The general dical explanation is that clubfoot is a clubfoot that appears during the pregnancy of the child's mother, and the child changes from a normal foot to a clubfoot. The reason may be that the fetal position is incorrect or the fetus is too large, and the child is compressed in the mother's womb, causing the foot to deform. Since the only cause cannot be completely determined in dicine, and other causes cannot be ruled out, doctors have been investigating whether factors including genetics cause abnormal varus feet during child developnt.
Clubfoot, like other diseases, may be a simple congenital deformity of the foot itself, or it may be a sign secondary to other diseases. The most common secondary diseases are neurosurgical diseases, which include diseases of the central nervous system and diseases of the peripheral nervous system. Nervous central system disease is a problem with the brain and spinal cord. This is a major event that requires a doctor to carefully examine and identify it.

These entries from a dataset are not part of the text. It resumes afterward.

pub mod api_key;
pub mod app_state;
pub mod error;
pub mod extjson;
pub mod requests;
pub mod responses;
pub mod tls;

pub use api_key::ApiKey;
pub use app_state::AppState;
pub use error::AppError;
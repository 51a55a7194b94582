pub mod mongodb;

pub use mongodb::MongoClient;
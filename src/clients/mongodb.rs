use mongodb::results::DatabaseSpecification;
use mongodb::{Client, Collection, Database};

/// Long-lived handle to the MongoDB server, created once at startup and shared
/// across all requests. The driver connects lazily and pools internally, so the
/// bridge starts even when the server is down; connectivity problems surface
/// per-request through the operations below.
pub struct MongoClient {
    client: Client,
    uri: String,
}

impl MongoClient {
    pub async fn connect(uri: &str) -> Result<Self, mongodb::error::Error> {
        let client = Client::with_uri_str(uri).await?;
        Ok(Self {
            client,
            uri: uri.to_string(),
        })
    }

    pub fn uri(&self) -> &str {
        &self.uri
    }

    pub fn database(&self, name: &str) -> Database {
        self.client.database(name)
    }

    /// Untyped collection access; the bridge never declares a schema.
    pub fn collection(&self, database: &str, name: &str) -> Collection<bson::Document> {
        self.client.database(database).collection(name)
    }

    pub async fn list_databases(
        &self,
    ) -> Result<Vec<DatabaseSpecification>, mongodb::error::Error> {
        self.client.list_databases().await
    }
}
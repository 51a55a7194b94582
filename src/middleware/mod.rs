pub mod api_key;

pub use api_key::api_key_auth;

Pediatric neurosurgical examination is similar to that of adults. It checks the child's state of consciousness and examines various superficial and deep reflexes. The only difference between children and adults is that infants and young children are growing and developing, unlike adults who have already developed. As a result, the child is not born with a fully grown head. After the child is born, the brain will continue to develop, and the head will gradually grow larger along with the developnt of the entire body, which shows that the head circumference will have a relatively normal physiological range.
asuring head circumference is a routine item in the normal physical examination of infants and young children. Ergency re-examination is mainly to prevent children from sudden diseases, and so parents are careless and fail to take their children for physical examination on ti.
By asuring the head circumference, we can know that the child's brain is developing, and the brain is bound to expand during the developnt process. In order to et the needs of growth in this aspect, the human physiological structure deliberately does not close all the sutures of the skull imdiately after birth, but waits for the child's brain to develop and then closes the entire skull to form the most solid helt that protects the brain. Because of this, the head of infants and young children is much more fragile than that of adults before the head is closed. Once the trauma of the brain of infants and young children occurs, it can be imagined that it will be very serious and heavier than adults.
Before the several skulls are closed and closed, the gap area left between them is like a temporarily opened door, so it is called the fontanelle. There are two such fontanelles in total, one is in the front center of the child's head, and the diamond-shaped one is the anterior fontanelle. It takes one to one and a half years for the child to completely close. The posterior fontanelle is the back of the triangular-shaped head, and so children are already closed at birth, at the latest six to eight weeks.
We can sotis see in clinical practice that the pointy head of the newborn child seems to be deford, mostly because the anterior fontanelle is not closed, so there is no need to be nervous, and it will grow naturally after it is closed. Experienced old people say that the child is born with a pointed head squeezed out by the mother, which is not completely unreasonable. Because the unclosed fontanelle of the baby is also adjusted so that the head can adapt to the changes of the mother's birth canal, which is convenient for the mother to give birth.